State violence, particularly the use of torture, abductions, and targeted assassinations are now justified as part of a state of exception in which a “political culture of hyper-punitiveness”[41] has become normalized. Revealing itself in a blatant display of unbridled arrogance and power, it is unchecked by any sense of either conscience or morality. How else to explain the right-wing billionaire, Charles Koch, insisting that the best way to help the poor is to get rid of the minimum wage. In response, journalist Rod Bastanmehr points out that “Koch didn’t acknowledge the growing gap between the haves and the have-nots, but he did make sure to show off his fun new roll of $100-bill toilet paper, which was a real treat for folks everywhere.”[42] It gets worse.

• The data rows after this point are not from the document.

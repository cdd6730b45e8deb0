//! Tracing setup for processes embedding the engine.

use tracing_subscriber::EnvFilter;

const DEFAULT_FILTER: &str = "guild_policy=debug";

/// Install the JSON tracing subscriber, filtered by `RUST_LOG`.
///
/// Returns an error if a global subscriber is already installed.
pub fn init_tracing() -> anyhow::Result<()> {
    tracing_subscriber::fmt()
        .with_env_filter(
            EnvFilter::try_from_default_env().unwrap_or_else(|_| DEFAULT_FILTER.into()),
        )
        .json()
        .try_init()
        .map_err(|e| anyhow::anyhow!("failed to install tracing subscriber: {e}"))
}
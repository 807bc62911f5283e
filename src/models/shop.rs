use diesel::prelude::*;

use crate::domain::shop::{NewShop as DomainNewShop, Shop as DomainShop};
use crate::domain::types::{ShopName, TypeConstraintError};

/// Diesel model representing the `shops` table.
#[derive(Debug, Clone, Identifiable, Queryable)]
#[diesel(table_name = crate::schema::shops)]
pub struct Shop {
    pub id: i32,
    pub name: String,
}

/// Insertable/patchable form of [`Shop`].
#[derive(Debug, Insertable, AsChangeset)]
#[diesel(table_name = crate::schema::shops)]
pub struct NewShop {
    pub name: String,
}

impl TryFrom<Shop> for DomainShop {
    type Error = TypeConstraintError;

    fn try_from(shop: Shop) -> Result<Self, Self::Error> {
        Ok(Self {
            id: shop.id.try_into()?,
            name: ShopName::new(shop.name)?,
        })
    }
}

impl From<DomainNewShop> for NewShop {
    fn from(shop: DomainNewShop) -> Self {
        Self {
            name: shop.name.into_inner(),
        }
    }
}
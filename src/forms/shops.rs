use serde::Deserialize;
use thiserror::Error;
use validator::{Validate, ValidationErrors};

use crate::domain::shop::NewShop;
use crate::domain::types::{ShopName, TypeConstraintError};

#[derive(Debug, Deserialize, Validate)]
pub struct ShopForm {
    #[validate(length(min = 1))]
    pub name: String,
}

#[derive(Debug, Clone, PartialEq)]
pub struct ShopFormPayload {
    pub shop: NewShop,
}

#[derive(Debug, Error)]
pub enum ShopFormError {
    #[error("Shop form validation failed: {0}")]
    Validation(String),
    #[error("Shop form contains invalid data: {0}")]
    TypeConstraint(String),
}

impl From<ValidationErrors> for ShopFormError {
    fn from(value: ValidationErrors) -> Self {
        Self::Validation(value.to_string())
    }
}

impl From<TypeConstraintError> for ShopFormError {
    fn from(value: TypeConstraintError) -> Self {
        Self::TypeConstraint(value.to_string())
    }
}

impl TryFrom<ShopForm> for ShopFormPayload {
    type Error = ShopFormError;

    fn try_from(value: ShopForm) -> Result<Self, Self::Error> {
        value.validate()?;
        Ok(Self {
            shop: NewShop {
                name: ShopName::new(value.name)?,
            },
        })
    }
}
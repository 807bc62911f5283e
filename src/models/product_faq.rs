use diesel::prelude::*;

use crate::domain::product::ProductFaq as DomainProductFaq;
use crate::domain::types::TypeConstraintError;

/// Diesel model representing the `product_faqs` table.
#[derive(Debug, Clone, Identifiable, Queryable)]
#[diesel(table_name = crate::schema::product_faqs)]
pub struct ProductFaq {
    pub id: i32,
    pub product_id: i32,
    pub question: String,
    pub answer: String,
    pub display_order: i32,
}

/// Insertable form of [`ProductFaq`].
#[derive(Debug, Insertable)]
#[diesel(table_name = crate::schema::product_faqs)]
pub struct NewProductFaq {
    pub product_id: i32,
    pub question: String,
    pub answer: String,
    pub display_order: i32,
}

impl TryFrom<ProductFaq> for DomainProductFaq {
    type Error = TypeConstraintError;

    fn try_from(faq: ProductFaq) -> Result<Self, Self::Error> {
        Ok(Self {
            id: faq.id,
            product_id: faq.product_id.try_into()?,
            question: faq.question,
            answer: faq.answer,
            display_order: faq.display_order,
        })
    }
}
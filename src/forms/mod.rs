//! Request payload forms.
//!
//! Each wire-facing `*Form` is deserialized leniently (legacy aliases,
//! numeric strings) and validated, then converted with `TryFrom` into a
//! strongly-typed `*Payload` consumed by the service layer.

pub mod auth;
pub mod categories;
pub mod products;
pub mod shops;
pub mod upload;
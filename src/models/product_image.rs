use diesel::prelude::*;

use crate::domain::product::ProductImage as DomainProductImage;
use crate::domain::types::TypeConstraintError;

/// Diesel model representing the `product_images` table.
#[derive(Debug, Clone, Identifiable, Queryable)]
#[diesel(table_name = crate::schema::product_images)]
pub struct ProductImage {
    pub id: i32,
    pub product_id: i32,
    pub image_url: String,
    pub display_order: i32,
}

/// Insertable form of [`ProductImage`].
#[derive(Debug, Insertable)]
#[diesel(table_name = crate::schema::product_images)]
pub struct NewProductImage {
    pub product_id: i32,
    pub image_url: String,
    pub display_order: i32,
}

impl TryFrom<ProductImage> for DomainProductImage {
    type Error = TypeConstraintError;

    fn try_from(image: ProductImage) -> Result<Self, Self::Error> {
        Ok(Self {
            id: image.id,
            product_id: image.product_id.try_into()?,
            image_url: image.image_url,
            display_order: image.display_order,
        })
    }
}
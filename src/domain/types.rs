//! Strongly-typed value objects used by domain entities.
//!
//! Domain structs should carry these wrappers instead of raw primitives so that
//! identifiers, text values and numeric constraints are enforced at the
//! boundary.

use serde::{Deserialize, Serialize};
use std::fmt::{Display, Formatter};
use thiserror::Error;

/// Errors produced when attempting to construct constrained domain types.
#[derive(Debug, Error, Clone, PartialEq, Eq)]
pub enum TypeConstraintError {
    /// An identifier was zero or negative.
    #[error("{0} must be greater than zero")]
    NonPositiveId(&'static str),
    /// A numeric value required to be non-negative was negative or invalid.
    #[error("{0} must be zero or greater")]
    NegativeNumber(&'static str),
    /// A string was empty or whitespace-only after trimming.
    #[error("{0} cannot be empty")]
    EmptyString(&'static str),
    /// Catch-all for custom validation failures.
    #[error("invalid value: {0}")]
    InvalidValue(String),
}

fn trim_and_require_non_empty<S: Into<String>>(
    value: S,
    field: &'static str,
) -> Result<String, TypeConstraintError> {
    let trimmed = value.into().trim().to_string();
    if trimmed.is_empty() {
        Err(TypeConstraintError::EmptyString(field))
    } else {
        Ok(trimmed)
    }
}

/// Macro to generate lightweight newtypes for positive identifiers.
macro_rules! id_newtype {
    ($name:ident, $doc:expr, $field:expr) => {
        #[doc = $doc]
        #[derive(
            Clone, Copy, Debug, Serialize, Deserialize, PartialEq, Eq, Hash, PartialOrd, Ord,
        )]
        #[serde(transparent)]
        pub struct $name(i32);

        impl $name {
            /// Creates a new identifier ensuring it is greater than zero.
            pub fn new(value: i32) -> Result<Self, TypeConstraintError> {
                if value > 0 {
                    Ok(Self(value))
                } else {
                    Err(TypeConstraintError::NonPositiveId($field))
                }
            }

            /// Returns the raw `i32` backing this identifier.
            pub const fn get(self) -> i32 {
                self.0
            }
        }

        impl Display for $name {
            fn fmt(&self, f: &mut Formatter<'_>) -> std::fmt::Result {
                write!(f, "{}", self.0)
            }
        }

        impl TryFrom<i32> for $name {
            type Error = TypeConstraintError;

            fn try_from(value: i32) -> Result<Self, Self::Error> {
                Self::new(value)
            }
        }

        impl From<$name> for i32 {
            fn from(value: $name) -> Self {
                value.0
            }
        }

        impl PartialEq<i32> for $name {
            fn eq(&self, other: &i32) -> bool {
                self.0 == *other
            }
        }

        impl PartialEq<$name> for i32 {
            fn eq(&self, other: &$name) -> bool {
                *self == other.0
            }
        }
    };
}

macro_rules! non_empty_string_newtype {
    ($name:ident, $doc:expr, $field:expr) => {
        #[doc = $doc]
        #[derive(Clone, Debug, Serialize, Deserialize, PartialEq, Eq, Hash, PartialOrd, Ord)]
        #[serde(transparent)]
        pub struct $name(String);

        impl $name {
            /// Constructs a trimmed, non-empty value.
            pub fn new<S: Into<String>>(value: S) -> Result<Self, TypeConstraintError> {
                trim_and_require_non_empty(value, $field).map(Self)
            }

            /// Borrow the value as a string slice.
            pub fn as_str(&self) -> &str {
                &self.0
            }

            /// Consume the wrapper and return the owned string.
            pub fn into_inner(self) -> String {
                self.0
            }
        }

        impl Display for $name {
            fn fmt(&self, f: &mut Formatter<'_>) -> std::fmt::Result {
                write!(f, "{}", self.0)
            }
        }

        impl std::ops::Deref for $name {
            type Target = str;

            fn deref(&self) -> &Self::Target {
                self.as_str()
            }
        }

        impl AsRef<str> for $name {
            fn as_ref(&self) -> &str {
                self.as_str()
            }
        }

        impl TryFrom<String> for $name {
            type Error = TypeConstraintError;

            fn try_from(value: String) -> Result<Self, Self::Error> {
                Self::new(value)
            }
        }

        impl TryFrom<&str> for $name {
            type Error = TypeConstraintError;

            fn try_from(value: &str) -> Result<Self, Self::Error> {
                Self::new(value)
            }
        }

        impl From<$name> for String {
            fn from(value: $name) -> Self {
                value.0
            }
        }

        impl PartialEq<&str> for $name {
            fn eq(&self, other: &&str) -> bool {
                self.as_str() == *other
            }
        }

        impl PartialEq<$name> for &str {
            fn eq(&self, other: &$name) -> bool {
                *self == other.as_str()
            }
        }
    };
}

id_newtype!(UserId, "Identifier of a user record.", "user id");
id_newtype!(CategoryId, "Identifier of a category.", "category id");
id_newtype!(ProductId, "Identifier of a product.", "product id");
id_newtype!(ShopId, "Identifier of a shop.", "shop id");

non_empty_string_newtype!(CategoryName, "Display name of a category.", "category name");
non_empty_string_newtype!(ProductName, "Display name of a product.", "product name");
non_empty_string_newtype!(ShopName, "Display name of a shop.", "shop name");

/// Price of a product, non-negative and finite.
#[derive(Clone, Copy, Debug, Serialize, Deserialize, PartialEq, PartialOrd)]
#[serde(transparent)]
pub struct ProductPrice(f64);

impl ProductPrice {
    /// Constructs a non-negative, finite price.
    pub fn new(value: f64) -> Result<Self, TypeConstraintError> {
        if value.is_finite() && value >= 0.0 {
            Ok(Self(value))
        } else {
            Err(TypeConstraintError::NegativeNumber("price"))
        }
    }

    /// Returns the raw `f64` value.
    pub const fn get(self) -> f64 {
        self.0
    }
}

impl Display for ProductPrice {
    fn fmt(&self, f: &mut Formatter<'_>) -> std::fmt::Result {
        write!(f, "{}", self.0)
    }
}

impl TryFrom<f64> for ProductPrice {
    type Error = TypeConstraintError;

    fn try_from(value: f64) -> Result<Self, Self::Error> {
        Self::new(value)
    }
}

impl From<ProductPrice> for f64 {
    fn from(value: ProductPrice) -> Self {
        value.0
    }
}

impl PartialEq<f64> for ProductPrice {
    fn eq(&self, other: &f64) -> bool {
        self.0 == *other
    }
}

/// URL-friendly category identifier derived from its name.
///
/// Derivation lowercases the name, collapses every run of non-alphanumeric
/// characters into a single hyphen and strips leading/trailing hyphens. The
/// derivation is idempotent: slugging an existing slug is a no-op.
#[derive(Clone, Debug, Serialize, Deserialize, PartialEq, Eq, Hash, PartialOrd, Ord)]
#[serde(transparent)]
pub struct Slug(String);

impl Slug {
    /// Accepts an explicitly supplied slug after trimming.
    pub fn new<S: Into<String>>(value: S) -> Result<Self, TypeConstraintError> {
        trim_and_require_non_empty(value, "slug").map(Self)
    }

    /// Derives a slug from a display name.
    pub fn from_name(name: &str) -> Result<Self, TypeConstraintError> {
        let mut slug = String::with_capacity(name.len());
        let mut pending_hyphen = false;
        for ch in name.chars() {
            if ch.is_ascii_alphanumeric() {
                if pending_hyphen && !slug.is_empty() {
                    slug.push('-');
                }
                pending_hyphen = false;
                slug.push(ch.to_ascii_lowercase());
            } else {
                pending_hyphen = true;
            }
        }
        if slug.is_empty() {
            return Err(TypeConstraintError::InvalidValue(format!(
                "cannot derive a slug from {name:?}"
            )));
        }
        Ok(Self(slug))
    }

    /// Borrow the slug as a string slice.
    pub fn as_str(&self) -> &str {
        &self.0
    }

    /// Consume the wrapper and return the owned string.
    pub fn into_inner(self) -> String {
        self.0
    }
}

impl Display for Slug {
    fn fmt(&self, f: &mut Formatter<'_>) -> std::fmt::Result {
        write!(f, "{}", self.0)
    }
}

impl AsRef<str> for Slug {
    fn as_ref(&self) -> &str {
        self.as_str()
    }
}

#[cfg(test)]
mod tests {
    use super::*;

    #[test]
    fn id_newtype_rejects_non_positive_values() {
        assert!(ProductId::new(1).is_ok());
        assert!(ProductId::new(0).is_err());
        assert!(ProductId::new(-3).is_err());
    }

    #[test]
    fn name_newtype_trims_and_rejects_empty() {
        let name = CategoryName::new("  Knitwear ").unwrap();
        assert_eq!(name, "Knitwear");
        assert!(CategoryName::new("   ").is_err());
    }

    #[test]
    fn price_accepts_zero_but_not_negative_or_nan() {
        assert!(ProductPrice::new(0.0).is_ok());
        assert!(ProductPrice::new(-1.0).is_err());
        assert!(ProductPrice::new(f64::NAN).is_err());
    }

    #[test]
    fn slug_collapses_separator_runs_and_lowercases() {
        let slug = Slug::from_name("  Cotton & Linen -- Rolls! ").unwrap();
        assert_eq!(slug.as_str(), "cotton-linen-rolls");
    }

    #[test]
    fn slug_derivation_is_idempotent() {
        let first = Slug::from_name("Denim / Heavyweight (14oz)").unwrap();
        let second = Slug::from_name(first.as_str()).unwrap();
        assert_eq!(first, second);
    }

    #[test]
    fn slug_rejects_names_without_alphanumerics() {
        assert!(Slug::from_name("!!!").is_err());
    }
}
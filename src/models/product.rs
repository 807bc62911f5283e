use chrono::NaiveDateTime;
use diesel::prelude::*;

use crate::domain::product::{NewProduct as DomainNewProduct, Product as DomainProduct};
use crate::domain::types::{ProductName, ProductPrice, TypeConstraintError};

/// Diesel model representing the `products` table.
///
/// The `moq` column is a historical name: it stores what the API exposes as
/// `shop_name`. The rename happens here and nowhere else.
#[derive(Debug, Clone, Identifiable, Queryable)]
#[diesel(table_name = crate::schema::products)]
pub struct Product {
    pub id: i32,
    pub name: String,
    pub category_id: i32,
    pub description: Option<String>,
    pub moq: Option<String>,
    pub fabric_type: Option<String>,
    pub size_range: Option<String>,
    pub price: f64,
    pub low_price: Option<f64>,
    pub recommended: bool,
    pub created_at: NaiveDateTime,
    pub updated_at: NaiveDateTime,
}

/// Insertable/patchable form of [`Product`].
#[derive(Debug, Insertable, AsChangeset)]
#[diesel(table_name = crate::schema::products)]
pub struct NewProduct {
    pub name: String,
    pub category_id: i32,
    pub description: Option<String>,
    pub moq: Option<String>,
    pub fabric_type: Option<String>,
    pub size_range: Option<String>,
    pub price: f64,
    pub low_price: Option<f64>,
    pub recommended: bool,
    pub created_at: NaiveDateTime,
    pub updated_at: NaiveDateTime,
}

/// Changeset applied on full product updates. Leaves `created_at` untouched.
#[derive(Debug, AsChangeset)]
#[diesel(table_name = crate::schema::products)]
pub struct UpdateProduct {
    pub name: String,
    pub category_id: i32,
    pub description: Option<Option<String>>,
    pub moq: Option<Option<String>>,
    pub fabric_type: Option<Option<String>>,
    pub size_range: Option<Option<String>>,
    pub price: f64,
    pub low_price: Option<Option<f64>>,
    pub recommended: bool,
    pub updated_at: NaiveDateTime,
}

impl From<DomainNewProduct> for UpdateProduct {
    fn from(product: DomainNewProduct) -> Self {
        Self {
            name: product.name.into_inner(),
            category_id: product.category_id.get(),
            description: Some(product.description),
            moq: Some(product.shop_name),
            fabric_type: Some(product.fabric_type),
            size_range: Some(product.size_range),
            price: product.price.get(),
            low_price: Some(product.low_price.map(ProductPrice::get)),
            recommended: product.recommended,
            updated_at: product.updated_at,
        }
    }
}

impl TryFrom<Product> for DomainProduct {
    type Error = TypeConstraintError;

    fn try_from(product: Product) -> Result<Self, Self::Error> {
        Ok(Self {
            id: product.id.try_into()?,
            name: ProductName::new(product.name)?,
            category_id: product.category_id.try_into()?,
            description: product.description,
            shop_name: product.moq,
            fabric_type: product.fabric_type,
            size_range: product.size_range,
            price: ProductPrice::new(product.price)?,
            low_price: product.low_price.map(ProductPrice::new).transpose()?,
            recommended: product.recommended,
            created_at: product.created_at,
            updated_at: product.updated_at,
        })
    }
}

impl From<DomainNewProduct> for NewProduct {
    fn from(product: DomainNewProduct) -> Self {
        Self {
            name: product.name.into_inner(),
            category_id: product.category_id.get(),
            description: product.description,
            moq: product.shop_name,
            fabric_type: product.fabric_type,
            size_range: product.size_range,
            price: product.price.get(),
            low_price: product.low_price.map(ProductPrice::get),
            recommended: product.recommended,
            created_at: product.created_at,
            updated_at: product.updated_at,
        }
    }
}
//! Core library exports for the wholesale storefront service.
//!
//! This crate exposes the domain model, forms, repositories, routes and
//! service layers used by the storefront web application.

pub mod domain;
pub mod dto;
pub mod forms;
pub mod media;
pub mod models;
pub mod repository;
pub mod routes;
pub mod schema;
pub mod services;

/// Session key under which the logged-in administrator is stored.
pub const ADMIN_SESSION_KEY: &str = "admin_user";

/// Name of the signed, httpOnly session cookie.
pub const ADMIN_SESSION_COOKIE: &str = "admin_session";
use actix_session::Session;
use actix_web::{HttpResponse, Responder, delete, get, post, put, web};

use crate::forms::categories::{
    AddCategoryForm, AddCategoryFormPayload, UpdateCategoryForm, UpdateCategoryFormPayload,
};
use crate::repository::DieselRepository;
use crate::routes::{error_body, service_error_response, session_admin, unauthorized_response};
use crate::services::categories as service;

#[get("/categories")]
pub async fn list_categories(repo: web::Data<DieselRepository>) -> impl Responder {
    match service::list_categories(repo.get_ref()) {
        Ok(categories) => HttpResponse::Ok().json(categories),
        Err(e) => service_error_response(e),
    }
}

#[get("/categories/{category_id}")]
pub async fn get_category(
    category_id: web::Path<i32>,
    repo: web::Data<DieselRepository>,
) -> impl Responder {
    match service::get_category(category_id.into_inner(), repo.get_ref()) {
        Ok(category) => HttpResponse::Ok().json(category),
        Err(e) => service_error_response(e),
    }
}

#[post("/categories")]
pub async fn create_category(
    form: web::Json<AddCategoryForm>,
    session: Session,
    repo: web::Data<DieselRepository>,
) -> impl Responder {
    let Some(claim) = session_admin(&session) else {
        return unauthorized_response();
    };
    let payload: AddCategoryFormPayload = match form.into_inner().try_into() {
        Ok(payload) => payload,
        Err(e) => return HttpResponse::BadRequest().json(error_body(e.to_string())),
    };

    match service::create_category(&claim, payload, repo.get_ref()) {
        Ok(category) => HttpResponse::Created().json(category),
        Err(e) => service_error_response(e),
    }
}

#[put("/categories/{category_id}")]
pub async fn update_category(
    category_id: web::Path<i32>,
    form: web::Json<UpdateCategoryForm>,
    session: Session,
    repo: web::Data<DieselRepository>,
) -> impl Responder {
    let Some(claim) = session_admin(&session) else {
        return unauthorized_response();
    };
    let payload: UpdateCategoryFormPayload = match form.into_inner().try_into() {
        Ok(payload) => payload,
        Err(e) => return HttpResponse::BadRequest().json(error_body(e.to_string())),
    };

    match service::update_category(category_id.into_inner(), &claim, payload, repo.get_ref()) {
        Ok(category) => HttpResponse::Ok().json(category),
        Err(e) => service_error_response(e),
    }
}

#[delete("/categories/{category_id}")]
pub async fn delete_category(
    category_id: web::Path<i32>,
    session: Session,
    repo: web::Data<DieselRepository>,
) -> impl Responder {
    let Some(claim) = session_admin(&session) else {
        return unauthorized_response();
    };

    match service::delete_category(category_id.into_inner(), &claim, repo.get_ref()) {
        Ok(()) => HttpResponse::Ok().json(error_body("deleted")),
        Err(e) => service_error_response(e),
    }
}
use chrono::NaiveDateTime;
use diesel::prelude::*;

use crate::domain::types::TypeConstraintError;
use crate::domain::user::{NewUser as DomainNewUser, User as DomainUser};

/// Diesel model representing the `users` table.
#[derive(Debug, Clone, Identifiable, Queryable)]
#[diesel(table_name = crate::schema::users)]
pub struct User {
    pub id: i32,
    pub email: String,
    pub username: String,
    pub name: String,
    pub password_hash: String,
    pub is_admin: bool,
    pub created_at: NaiveDateTime,
    pub updated_at: NaiveDateTime,
}

/// Insertable form of [`User`].
#[derive(Debug, Insertable)]
#[diesel(table_name = crate::schema::users)]
pub struct NewUser {
    pub email: String,
    pub username: String,
    pub name: String,
    pub password_hash: String,
    pub is_admin: bool,
    pub created_at: NaiveDateTime,
    pub updated_at: NaiveDateTime,
}

impl TryFrom<User> for DomainUser {
    type Error = TypeConstraintError;

    fn try_from(user: User) -> Result<Self, Self::Error> {
        Ok(Self {
            id: user.id.try_into()?,
            email: user.email,
            username: user.username,
            name: user.name,
            password_hash: user.password_hash,
            is_admin: user.is_admin,
            created_at: user.created_at,
            updated_at: user.updated_at,
        })
    }
}

impl From<DomainNewUser> for NewUser {
    fn from(user: DomainNewUser) -> Self {
        Self {
            email: user.email,
            username: user.username,
            name: user.name,
            password_hash: user.password_hash,
            is_admin: user.is_admin,
            created_at: user.created_at,
            updated_at: user.updated_at,
        }
    }
}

Ray Canterbury, a Republican member of the West Virginia House of Delegates insisted that “students could be forced into labor in exchange for food.”[43] In other words, students could clean toilets, do janitorial work or other menial chores in order to pay for their free school breakfast and lunch programs. In Maine, Rep. Bruce Bickford (R) has argued that the state should do away with child labor laws. His rationale speaks for itself. He writes: “”Kids have parents. Let the parents be responsible for the kids. It’s not up to the government to regulate everybody’s life and lifestyle. Take the government away. Let the parents take care of their kids.”[44] This is a version of social Darwinism on steroids, a tribute to Ayn Rand that would make even her blush.
Public values are not only under attack in the United States and elsewhere but appear to have become irrelevant just as those spaces that enable an experience of the common good are now the object of disdain by right-wing and liberal politicians, anti-public intellectuals and an army of media pundits. State violence operating under the guise of personal safety and security, while parading as a bulwark of democracy, actually does the opposite and cancels out democracy “as the incommensurable sharing of existence that makes the political possible.”[45] Symptoms of ethical, political and economic impoverishment are all around us.
One recent example can be found in the farm bill passed by Republicans, which provides $195 billion in subsidies for agribusiness, while slashing roughly $4 billion from the Supplemental Nutrition Assistance Program (SNAP). SNAP provides food stamps for the poor. Not only are millions of food stamp beneficiaries at risk, but it is estimated that benefits would be eliminated for nearly two millions Americans, many of them children. Katrina vanden Huevel writes in the Washington Post that it is hard to believe that any party would want to publicize such cruel practices. She writes:
“In this time of mass unemployment, 47 million Americans rely on food stamps. Nearly one-half are children under 18; nearly 10 percent are impoverished seniors. The recipients are largely white, female and young. The Republican caucus has decided to drop them from the bill as “extraneous,” without having separate legislation to sustain them. Who would want to advertise these cruel values?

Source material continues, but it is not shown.